Monday, 14 March 2011

Phone box or mobile?

There was a very interesting observation made at a church leadership conference last week which I picked up via a re-tweet from Pete Phillips on Twitter:
We are standing at the phone kiosk in the age of the mobile phone.
phone boxThis powerful image has been buzzing round my head for the last few days and triggering all sorts of thoughts. I realise that the image relates to the church’s relationship with modernity and post modernity, however, one thing in particular occurs to me and it is linked in with the season of Lent. In the lead up to Ash Wednesday I noticed several people on both Twitter and Facebook saying they would be giving up using these social media networks for Lent. The question that this raises for me is:
Do we still regard social media networks as optional, a luxury and an indulgence even, or are they an essential aspect of communication and community in the culture we inhabit?
This is a serious question because my impression is that many in the church still regard forms of digital communication as an add on, something extra that can be engaged with or not as a matter of personal preference.  I am amazed at how many people regard me as an oddity as a blogging, tweeting member of the clergy. I’ve lost count of the times I’ve had to preface comments in a meeting with an explanation of the main forums for social networking because people have that blank expression of incomprehension on their faces.

I understand why some are still suspicious of social media networks and forms of digital communication. I appreciate the reasons why some have decided to disengage for a period of time. Blogging can become an obsession; more about the blogger and their status, influence and statistics, than about what is being communicated or discussed. Twitter can come across as another form of displacement activity. There is a danger that Facebook looks like any other forum for frittering time away, gossiping and, sadly, even cruel bullying. I recognise that some people can become so caught up in their online relationships that they are in danger of ignoring those they are in physical community with, including family and friends.

Yet, these criticisms are not about the medium, they are about the uses to which these networks are put by the user. Why have people not considered giving up speaking, listening, reading and writing for forty days? Are the only valid forms of enrichment and refreshment during Lent verbal face to face contact and pre internet forms of communication and cultural expression? The questions sound flippant but they are sincere.


drbexl said...

Beautifully summarised Phil. I was wondering who would be giving up using their normal telephones, etc...

Anonymous said...

My experience is that I meet blank faces. I often hear these missiological statements:

"Well we're not on facebook so it doesn't mean anything to us and it's a waste of time".

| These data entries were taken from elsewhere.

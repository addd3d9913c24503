//! Export-row production for the four output artifacts.
//!
//! This module decides what rows and header rows each artifact contains;
//! how the bytes are framed on disk is the writer's concern.

use std::collections::HashMap;

use crate::record::EmailRecord;

/// A header row plus data rows, ready for delimited-file writing.
#[derive(Debug, Clone, PartialEq, Eq)]
pub struct Table {
    /// Column names.
    pub header: Vec<String>,
    /// Data rows, each as long as the header.
    pub rows: Vec<Vec<String>>,
}

impl Table {
    fn new(header: &[&str]) -> Self {
        Self {
            header: header.iter().map(ToString::to_string).collect(),
            rows: Vec::new(),
        }
    }
}

/// Columns shared by the valid and filtered exports.
const RECORD_COLUMNS: [&str; 5] = ["Subject", "From Name", "From Email", "To", "Date"];

fn record_row(record: &EmailRecord) -> Vec<String> {
    vec![
        record.subject.clone(),
        record.from_name.clone(),
        record.from_email.clone(),
        record.to.clone(),
        record.us_date().unwrap_or_default(),
    ]
}

/// Rows for the valid-record export.
///
/// With `exclude_subject` set the Subject column is dropped entirely,
/// header included.
#[must_use]
pub fn valid_table(records: &[EmailRecord], exclude_subject: bool) -> Table {
    let mut table = Table::new(&RECORD_COLUMNS);
    table.rows = records.iter().map(record_row).collect();
    if exclude_subject {
        table.header.remove(0);
        for row in &mut table.rows {
            row.remove(0);
        }
    }
    table
}

/// Rows for the filtered-record export: the record columns plus the filter
/// reason and matched value.
#[must_use]
pub fn filtered_table(records: &[&EmailRecord]) -> Table {
    let mut header = RECORD_COLUMNS.to_vec();
    header.push("Filter Reason");
    header.push("Filter Value");
    let mut table = Table::new(&header);
    table.rows = records
        .iter()
        .map(|record| {
            let mut row = record_row(record);
            row.push(
                record
                    .verdict
                    .reason()
                    .map(|reason| reason.as_str().to_string())
                    .unwrap_or_default(),
            );
            row.push(record.verdict.value().unwrap_or_default().to_string());
            row
        })
        .collect();
    table
}

/// Rows for the bad-format export.
///
/// A record contributes one row per violated invariant, so a message with
/// both an unparseable date and undecodable headers yields two rows.
#[must_use]
pub fn bad_format_table(records: &[EmailRecord]) -> Table {
    let mut table = Table::new(&["Format Error", "Raw Value"]);
    for record in records {
        if let Some(raw) = record.raw_date() {
            table.rows.push(vec![
                "Incorrect Date Format".to_string(),
                raw.to_string(),
            ]);
        }
        if let Some(blob) = record.header_blob() {
            table.rows.push(vec![
                "Incorrect Header Format".to_string(),
                blob.to_string(),
            ]);
        }
    }
    table
}

/// Filter statistics: filtered-record counts ranked by sender host and,
/// separately, by sender address.
///
/// Aggregates over the full filtered bucket, suppressed reasons included.
/// Rows are ordered by descending count, then key, so output is stable
/// across runs.
#[must_use]
pub fn stats_tables(filtered: &[EmailRecord]) -> (Table, Table) {
    let mut by_domain = Table::new(&["Domain", "Count"]);
    by_domain.rows = ranked_counts(filtered.iter().map(|r| r.from_host.as_str()));

    let mut by_email = Table::new(&["Email", "Count"]);
    by_email.rows = ranked_counts(filtered.iter().map(|r| r.from_email.as_str()));

    (by_domain, by_email)
}

fn ranked_counts<'a>(keys: impl Iterator<Item = &'a str>) -> Vec<Vec<String>> {
    let mut counts: HashMap<&str, usize> = HashMap::new();
    for key in keys {
        if key.is_empty() {
            continue;
        }
        *counts.entry(key).or_default() += 1;
    }
    let mut ranked: Vec<(&str, usize)> = counts.into_iter().collect();
    ranked.sort_by(|a, b| b.1.cmp(&a.1).then_with(|| a.0.cmp(b.0)));
    ranked
        .into_iter()
        .map(|(key, count)| vec![key.to_string(), count.to_string()])
        .collect()
}

#[cfg(test)]
#[allow(
    clippy::unwrap_used,
    clippy::redundant_clone,
    clippy::manual_string_new,
    clippy::similar_names
)]
mod tests {
    use super::*;
    use crate::filter::{FilterReason, FilterVerdict};

    fn record(subject: &str, from: &str, date: &str) -> EmailRecord {
        EmailRecord::build(subject, from, "bob@x.com", date)
    }

    #[test]
    fn test_valid_table() {
        let records = vec![record(
            "Hi",
            "Alice <alice@example.com>",
            "Mon, 2 Jan 2023 10:00:00 +0000",
        )];
        let table = valid_table(&records, false);

        assert_eq!(
            table.header,
            ["Subject", "From Name", "From Email", "To", "Date"]
        );
        assert_eq!(
            table.rows,
            [["Hi", "Alice", "alice@example.com", "bob@x.com", "1/2/23"]]
        );
    }

    #[test]
    fn test_valid_table_without_subject() {
        let records = vec![record(
            "Hi",
            "alice@example.com",
            "Mon, 2 Jan 2023 10:00:00 +0000",
        )];
        let table = valid_table(&records, true);

        assert_eq!(table.header, ["From Name", "From Email", "To", "Date"]);
        assert_eq!(table.rows[0].len(), 4);
        assert!(!table.rows[0].contains(&"Hi".to_string()));
    }

    #[test]
    fn test_filtered_table_carries_reason_and_value() {
        let filtered = record(
            "Hi",
            "alice@bad.com",
            "Mon, 2 Jan 2023 10:00:00 +0000",
        )
        .with_verdict(FilterVerdict::Failed {
            reason: FilterReason::Email,
            value: "alice@bad.com".to_string(),
        });
        let records = [&filtered];
        let table = filtered_table(&records);

        assert_eq!(table.header[5], "Filter Reason");
        assert_eq!(table.rows[0][5], "Email address in filter list");
        assert_eq!(table.rows[0][6], "alice@bad.com");
    }

    #[test]
    fn test_bad_format_rows_per_invariant() {
        let both_bad = record("=?utf-8?B?####?=", "alice@example.com", "whenever");
        let date_only = record("Hi", "alice@example.com", "later");
        let table = bad_format_table(&[both_bad, date_only]);

        assert_eq!(table.rows.len(), 3);
        assert_eq!(table.rows[0][0], "Incorrect Date Format");
        assert_eq!(table.rows[0][1], "whenever");
        assert_eq!(table.rows[1][0], "Incorrect Header Format");
        assert_eq!(table.rows[2], ["Incorrect Date Format", "later"]);
    }

    #[test]
    fn test_stats_ranked_descending_with_stable_ties() {
        let date = "Mon, 2 Jan 2023 10:00:00 +0000";
        let records = vec![
            record("Hi", "a@one.example", date),
            record("Hi", "b@one.example", date),
            record("Hi", "a@two.example", date),
        ];
        let (by_domain, by_email) = stats_tables(&records);

        assert_eq!(by_domain.rows[0], ["one.example", "2"]);
        assert_eq!(by_domain.rows[1], ["two.example", "1"]);
        // Tie on count falls back to key order
        assert_eq!(by_email.rows[0][0], "a@one.example");
        assert_eq!(by_email.rows.len(), 3);
    }
}
/// Archive and loader error types
use std::path::PathBuf;
use thiserror::Error;

pub type ArchiveResult<T> = Result<T, ArchiveError>;

pub type LoadResult<T> = Result<T, LoadError>;

#[derive(Debug, Error)]
pub enum ArchiveError {
    #[error("I/O error at {path}: {error}")]
    Io {
        path: PathBuf,
        error: std::io::Error,
    },

    #[error("Malformed archive {path}: {error}")]
    Zip {
        path: PathBuf,
        error: zip::result::ZipError,
    },

    #[error("Invalid manifest: {0}")]
    InvalidManifest(String),

    #[error("Invalid entry name: '{0}'")]
    InvalidEntryName(String),

    #[error("Duplicate archive entry: '{0}'")]
    DuplicateEntry(String),

    #[error("Not found: {0}")]
    NotFound(String),
}

impl ArchiveError {
    /// Create an I/O error with path context
    pub fn io(path: impl Into<PathBuf>, error: std::io::Error) -> Self {
        Self::Io {
            path: path.into(),
            error,
        }
    }

    /// Create a zip format error with path context
    pub fn zip(path: impl Into<PathBuf>, error: zip::result::ZipError) -> Self {
        Self::Zip {
            path: path.into(),
            error,
        }
    }

    /// Create a not-found error for a resource address or entry name
    pub fn not_found(what: impl Into<String>) -> Self {
        Self::NotFound(what.into())
    }

    pub fn is_not_found(&self) -> bool {
        matches!(self, Self::NotFound(_))
    }
}

#[derive(Debug, Error)]
pub enum LoadError {
    #[error("Unit not found: {0}")]
    UnitNotFound(String),

    #[error(transparent)]
    Archive(#[from] ArchiveError),
}

impl LoadError {
    /// Create a unit not found error
    pub fn unit_not_found(qualified_name: impl Into<String>) -> Self {
        Self::UnitNotFound(qualified_name.into())
    }
}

"Some of us aren't on email".

"They don't have computers".

"It's not the done thing".

What they miss is the non-church-goer who sent me this FB message this morning:

"Meant to say - I really enjoyed the Rock Mass. Haven't been to church in a while and had forgotten the peace it gives".

I think many people see it as an optional extra because they don't understand it. We can quite happily die out without it.

Crystal Velvet said...

I see twitter and blogging as a form of ministry. I have no intention of giving up.

Bryony said...

You've managed to articulate just what I've been thinking! I mentioned in a blog post a while ago that I spend a lot of my time explaining to people that the internet is not evil! That's like saying a phone is evil - it's the uses you make of it, as you rightly point out, that are the important thing.

My personal evangelism has improved no end since my engagement in social media. I've just started working in a new company and most of the staff use Twitter (it's a tech company!) and started following me. Last week I got this tweet from someone I don't know very well in my office saying (of my Lent blog): "whilst I may not share your religion I do enjoy the welcoming tone and thoughtful writing of your blog. :)"

So I'm actually really glad I didn't give up social media for Lent!

Gareth Hill said...

I wonder what would happen to the church leader who said they were going to stop preaching and leading worship during Lent in order to listen to God rather than speak out?

Would the church applaud such a move, consider it selfish publicity seeking or look at it as a way of someone getting an extra holiday?

Bryony said...

I know a vicar who has announced to his congregation that they're all giving up church for Lent! He's trying to help them understand that their relationship and interaction with God doesn't have to be mediated by the church. Brave guy!

MullanaNasruddin said...

Preach it bro, Preach it

usefulinparts said...

the reaction i get seems to be that others often see it as a bit frivolous

if you're trying to educate others on how important this communication channel is then the video linked to in my 15/3/11 post is a pretty good start

stf said...

excellent post

I guess it does depend WHY we use fb or twitter ...

and indeed why (and what) we read, write or speak about

Philip Ritchie said...

Thanks everyone for your comments. I think they reflect my own sense that we have a long way to go on this one.